Data to examine
━━━━━━━━━━━━━━━━

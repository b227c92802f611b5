use crate::tensor::{contiguous_strides, ScalarType, Tensor};
use std::fmt;

/// Static type descriptor attached to every [`Value`](super::Value).
#[derive(Debug, Clone, PartialEq, Eq, Default)]
pub enum Type {
    /// Nothing is known about the value yet.
    #[default]
    Dynamic,
    Tensor(TensorType),
}

/// Tensor element kind together with static sizes and strides.
#[derive(Debug, Clone, PartialEq, Eq, Hash)]
pub struct TensorType {
    scalar_type: ScalarType,
    sizes: Vec<i64>,
    strides: Vec<i64>,
}

impl TensorType {
    pub fn new(scalar_type: ScalarType, sizes: Vec<i64>, strides: Vec<i64>) -> Self {
        assert_eq!(
            sizes.len(),
            strides.len(),
            "tensor type sizes and strides must have the same rank"
        );
        TensorType {
            scalar_type,
            sizes,
            strides,
        }
    }

    pub fn contiguous_of(scalar_type: ScalarType, sizes: Vec<i64>) -> Self {
        let strides = contiguous_strides(&sizes);
        TensorType::new(scalar_type, sizes, strides)
    }

    pub fn from_tensor(tensor: &Tensor) -> Self {
        TensorType::new(
            tensor.scalar_type(),
            tensor.sizes().to_vec(),
            tensor.strides().to_vec(),
        )
    }

    pub fn scalar_type(&self) -> ScalarType {
        self.scalar_type
    }

    pub fn sizes(&self) -> &[i64] {
        &self.sizes
    }

    pub fn strides(&self) -> &[i64] {
        &self.strides
    }

    /// Same element kind and sizes with row-major strides.
    pub fn contiguous(&self) -> TensorType {
        TensorType::contiguous_of(self.scalar_type, self.sizes.clone())
    }

    pub fn with_sizes(&self, sizes: Vec<i64>) -> TensorType {
        TensorType::contiguous_of(self.scalar_type, sizes)
    }

    pub fn with_scalar_type(&self, scalar_type: ScalarType) -> TensorType {
        TensorType::new(scalar_type, self.sizes.clone(), self.strides.clone())
    }
}

impl Type {
    pub fn tensor(&self) -> Option<&TensorType> {
        match self {
            Type::Tensor(ty) => Some(ty),
            Type::Dynamic => None,
        }
    }

    /// Contiguous version of a tensor type; dynamic stays dynamic.
    pub fn contiguous(&self) -> Type {
        match self {
            Type::Tensor(ty) => Type::Tensor(ty.contiguous()),
            Type::Dynamic => Type::Dynamic,
        }
    }
}

impl From<TensorType> for Type {
    fn from(value: TensorType) -> Self {
        Type::Tensor(value)
    }
}

impl fmt::Display for TensorType {
    fn fmt(&self, f: &mut fmt::Formatter<'_>) -> fmt::Result {
        write!(f, "{}(", self.scalar_type.name())?;
        let contiguous = contiguous_strides(&self.sizes) == self.strides;
        for (axis, size) in self.sizes.iter().enumerate() {
            if axis > 0 {
                f.write_str(", ")?;
            }
            write!(f, "{size}")?;
            if !contiguous {
                write!(f, "!{}", self.strides[axis])?;
            }
        }
        f.write_str(")")
    }
}

impl fmt::Display for Type {
    fn fmt(&self, f: &mut fmt::Formatter<'_>) -> fmt::Result {
        match self {
            Type::Dynamic => f.write_str("Dynamic"),
            Type::Tensor(ty) => write!(f, "{ty}"),
        }
    }
}
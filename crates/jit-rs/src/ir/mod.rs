//! In-memory graph IR: graphs own nodes, nodes own their output values, and
//! every value tracks its consumers in a use-list.

mod attributes;
mod display;
mod graph;
mod lint;
mod node;
mod source;
mod symbol;
mod types;

pub use attributes::{AttributeKind, AttributeValue, Attributes};
pub use graph::{Graph, IrError, Nodes};
pub use lint::LintError;
pub use node::{GraphId, HostOp, Node, NodeId, Use, Value, ValueId};
pub use source::SourceRange;
pub use symbol::{kinds, Symbol, ATEN, ONNX, PRIM};
pub use types::{TensorType, Type};
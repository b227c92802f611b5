use jit_rs::ir::{kinds, Symbol};
use jit_rs::tensor::Tensor;
use jit_rs::tracer::{self, BackwardCapture, TraceError, TraceInput, TracingState, Variable};
use std::sync::{Arc, Mutex};

fn variable(values: &[f32]) -> Variable {
    let tensor = Tensor::from_slice(&[values.len() as i64], values).expect("tensor");
    Variable::new(tensor, false)
}

fn init_logging() {
    let _ = tracing_subscriber::fmt()
        .with_env_filter(tracing_subscriber::EnvFilter::from_default_env())
        .with_test_writer()
        .try_init();
}

/// Elementwise add on host data, recorded as `aten::add` while tracing.
fn add(lhs: &Variable, rhs: &Variable) -> Variable {
    let outputs = tracer::record_op(
        Symbol::aten("add"),
        &[lhs.clone(), rhs.clone()],
        |_| {},
        |inputs| {
            let a = inputs[0].data().expect("defined").to_f64_vec();
            let b = inputs[1].data().expect("defined").to_f64_vec();
            let sum: Vec<f32> = a.iter().zip(&b).map(|(x, y)| (x + y) as f32).collect();
            Ok(vec![variable(&sum)])
        },
    )
    .expect("add");
    outputs.into_iter().next().expect("one output")
}

#[test]
fn traced_add_round_trips_to_a_graph() {
    init_logging();
    let x = variable(&[1.0, 2.0]);
    let (state, inputs) = tracer::enter(vec![TraceInput::Variable(x)], 1).expect("enter");
    let y = add(&inputs[0], &inputs[0]);
    assert!(tracer::is_tracing(&[y.clone()]));
    tracer::exit(&[y.clone()]).expect("exit");

    assert!(!state.is_active());
    assert!(state.is_complete());
    assert_eq!(y.data().expect("defined").to_f64_vec(), vec![2.0, 4.0]);
    state.with_graph(|graph| {
        graph.lint().expect("lint");
        assert_eq!(graph.inputs().len(), 1);
        assert_eq!(graph.outputs().len(), 1);
        let nodes = graph.node_ids();
        assert_eq!(nodes.len(), 1);
        let node = graph.node(nodes[0]);
        assert_eq!(node.kind(), &Symbol::aten("add"));
        let x = graph.inputs()[0];
        assert_eq!(node.inputs(), &[x, x]);
        assert_eq!(graph.outputs(), node.outputs());
    });
}

#[test]
fn untraced_values_become_constants() {
    let x = variable(&[1.0]);
    let c = variable(&[5.0]);
    let (state, inputs) = tracer::enter(vec![TraceInput::Variable(x)], 1).expect("enter");
    let y = add(&inputs[0], &c);
    tracer::exit(&[y]).expect("exit");

    state.with_graph(|graph| {
        let kinds: Vec<_> = graph
            .nodes()
            .map(|n| graph.node(n).kind().clone())
            .collect();
        assert_eq!(kinds, vec![kinds::CONSTANT, Symbol::aten("add")]);
    });
}

#[test]
fn output_without_dependence_is_an_error() {
    let x = variable(&[1.0]);
    let (state, _inputs) = tracer::enter(vec![TraceInput::Variable(x)], 1).expect("enter");
    let unrelated = variable(&[3.0]);
    match tracer::exit_stage(&state, &[unrelated]) {
        Err(TraceError::NoObservableDependence { output }) => assert_eq!(output, 0),
        other => panic!("expected NoObservableDependence, got {other:?}"),
    }
}

#[test]
fn operations_over_two_traces_are_rejected() {
    let (_first, a) = tracer::enter(vec![TraceInput::Variable(variable(&[1.0]))], 1).expect("enter");
    let (_second, b) = tracer::enter(vec![TraceInput::Variable(variable(&[2.0]))], 1).expect("enter");
    match tracer::get_tracing_state(&[a[0].clone(), b[0].clone()]) {
        Err(TraceError::MixedTracingStates) => {}
        other => panic!("expected MixedTracingStates, got {:?}", other.map(|s| s.map(|s| s.id()))),
    }
}

#[test]
fn repeated_inputs_are_aliased() {
    let x = variable(&[1.0]);
    let (state, inputs) = tracer::enter(
        vec![TraceInput::Variable(x.clone()), TraceInput::Variable(x.clone())],
        1,
    )
    .expect("enter");

    assert!(inputs[0].same_as(&x));
    assert!(!inputs[1].same_as(&x));
    let y = add(&inputs[0], &inputs[1]);
    tracer::exit(&[y]).expect("exit");
    state.with_graph(|graph| {
        let node = graph.node(graph.node_ids()[0]);
        assert_eq!(node.inputs(), graph.inputs());
        assert_ne!(node.input(0), node.input(1));
    });
}

#[test]
fn buffers_resolve_by_storage() {
    let weight = Tensor::from_slice(&[1], &[0.5f32]).expect("tensor");
    let x = variable(&[1.0]);
    let (state, inputs) = tracer::enter(
        vec![TraceInput::Variable(x), TraceInput::Buffer(weight.clone())],
        1,
    )
    .expect("enter");
    assert_eq!(inputs.len(), 1);

    let w = Variable::new(weight.clone(), false);
    let y = add(&inputs[0], &w);
    tracer::exit(&[y]).expect("exit");

    let buffer = state.buffer_value(weight.storage_key()).expect("buffer input");
    state.with_graph(|graph| {
        assert_eq!(graph.inputs().len(), 2);
        assert_eq!(graph.inputs()[1], buffer);
        let node = graph.node(graph.node_ids()[0]);
        assert_eq!(node.input(1), buffer);
    });
}

#[test]
fn undefined_outputs_trace_to_undefined_nodes() {
    let x = variable(&[1.0]);
    let (state, inputs) = tracer::enter(vec![TraceInput::Variable(x)], 1).expect("enter");
    tracer::exit_stage(&state, &[inputs[0].clone(), Variable::undefined()]).expect("exit");

    state.with_graph(|graph| {
        let undefined = graph.outputs()[1];
        let producer = graph.producer(undefined).expect("producer");
        assert_eq!(graph.node(producer).kind(), &kinds::UNDEFINED);
    });
    let flags = state.var_flags(0).expect("stage flags");
    assert!(flags.outputs[1].was_undefined);
}

#[test]
fn undefined_inputs_are_rejected() {
    match tracer::enter(vec![TraceInput::Variable(Variable::undefined())], 1) {
        Err(TraceError::UndefinedInput { index }) => assert_eq!(index, 0),
        Err(other) => panic!("expected UndefinedInput, got {other:?}"),
        Ok(_) => panic!("expected UndefinedInput"),
    }
}

#[derive(Default)]
struct RecordingBackward {
    calls: Mutex<Vec<(usize, usize)>>,
}

impl BackwardCapture for RecordingBackward {
    fn capture(
        &self,
        state: &Arc<TracingState>,
        inputs: &[Variable],
        outputs: &[Variable],
    ) -> anyhow::Result<()> {
        self.calls
            .lock()
            .expect("calls poisoned")
            .push((inputs.len(), outputs.len()));
        let grad = variable(&[1.0]);
        tracer::enter_stage(state, &[grad.clone()])?;
        let result = add(&grad, &outputs[0]);
        tracer::exit_stage(state, &[result])?;
        Ok(())
    }
}

#[test]
fn backward_hook_records_a_second_stage() {
    init_logging();
    let hook = Arc::new(RecordingBackward::default());
    let x = variable(&[1.0]);
    let (state, inputs) = tracer::enter_with_backward(
        vec![TraceInput::Variable(x)],
        2,
        Some(hook.clone() as Arc<dyn BackwardCapture>),
    )
    .expect("enter");
    let y = add(&inputs[0], &inputs[0]);
    tracer::exit(&[y]).expect("exit");

    assert_eq!(*hook.calls.lock().expect("calls poisoned"), vec![(1, 1)]);
    assert_eq!(state.stage(), 1);
    assert!(state.is_complete());
    state.with_graph(|graph| {
        graph.lint().expect("lint");
        assert_eq!(graph.inputs().len(), 2);
        assert_eq!(graph.outputs().len(), 2);
        let stages: Vec<usize> = graph.nodes().map(|n| graph.node(n).stage()).collect();
        assert_eq!(stages, vec![0, 1]);
    });
}

#[test]
fn stage_limit_is_enforced() {
    let x = variable(&[1.0]);
    let (state, inputs) = tracer::enter(vec![TraceInput::Variable(x)], 1).expect("enter");
    tracer::exit_stage(&state, &[inputs[0].clone()]).expect("exit");
    match tracer::enter_stage(&state, &[variable(&[2.0])]) {
        Err(TraceError::StageLimit { stage, num_stages }) => {
            assert_eq!((stage, num_stages), (1, 1));
        }
        other => panic!("expected StageLimit, got {other:?}"),
    }
}

#[test]
fn nested_traces_are_told_apart_by_state() {
    let x = variable(&[1.0]);
    let (outer, outer_inputs) = tracer::enter(vec![TraceInput::Variable(x)], 1).expect("enter outer");
    let (inner, inner_inputs) = tracer::enter(vec![TraceInput::Variable(outer_inputs[0].clone())], 1)
        .expect("enter inner");
    assert!(inner_inputs[0].same_as(&outer_inputs[0]));
    assert_eq!(inner_inputs[0].trace_count(), 2);

    match tracer::get_tracing_state(&inner_inputs) {
        Err(TraceError::MixedTracingStates) => {}
        other => panic!("expected MixedTracingStates, got {:?}", other.map(|s| s.map(|s| s.id()))),
    }
    match tracer::exit(&inner_inputs) {
        Err(TraceError::MixedTracingStates) => {}
        other => panic!("expected MixedTracingStates, got {other:?}"),
    }

    tracer::exit_stage(&inner, &inner_inputs).expect("exit inner");
    let active = tracer::get_tracing_state(&outer_inputs)
        .expect("single state")
        .expect("outer still active");
    assert_eq!(active.id(), outer.id());
    tracer::exit(&outer_inputs).expect("exit outer");
    assert!(!tracer::is_tracing(&outer_inputs));
}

━━━━━━━━━━━━━━━━

Exercise
Please restate the records word for word. Go from the first line to the line with "with row-major strides." and include both.

Result of the exercise
repository b227c92802f611b5
use crate::tensor::{contiguous_strides, ScalarType, Tensor};
use std::fmt;

/// Static type descriptor attached to every [`Value`](super::Value).
#[derive(Debug, Clone, PartialEq, Eq, Default)]
pub enum Type {
    /// Nothing is known about the value yet.
    #[default]
    Dynamic,
    Tensor(TensorType),
}

/// Tensor element kind together with static sizes and strides.
#[derive(Debug, Clone, PartialEq, Eq, Hash)]
pub struct TensorType {
    scalar_type: ScalarType,
    sizes: Vec<i64>,
    strides: Vec<i64>,
}

impl TensorType {
    pub fn new(scalar_type: ScalarType, sizes: Vec<i64>, strides: Vec<i64>) -> Self {
        assert_eq!(
            sizes.len(),
            strides.len(),
            "tensor type sizes and strides must have the same rank"
        );
        TensorType {
            scalar_type,
            sizes,
            strides,
        }
    }

    pub fn contiguous_of(scalar_type: ScalarType, sizes: Vec<i64>) -> Self {
        let strides = contiguous_strides(&sizes);
        TensorType::new(scalar_type, sizes, strides)
    }

    pub fn from_tensor(tensor: &Tensor) -> Self {
        TensorType::new(
            tensor.scalar_type(),
            tensor.sizes().to_vec(),
            tensor.strides().to_vec(),
        )
    }

    pub fn scalar_type(&self) -> ScalarType {
        self.scalar_type
    }

    pub fn sizes(&self) -> &[i64] {
        &self.sizes
    }

    pub fn strides(&self) -> &[i64] {
        &self.strides
    }

    /// Same element kind and sizes with row-major strides.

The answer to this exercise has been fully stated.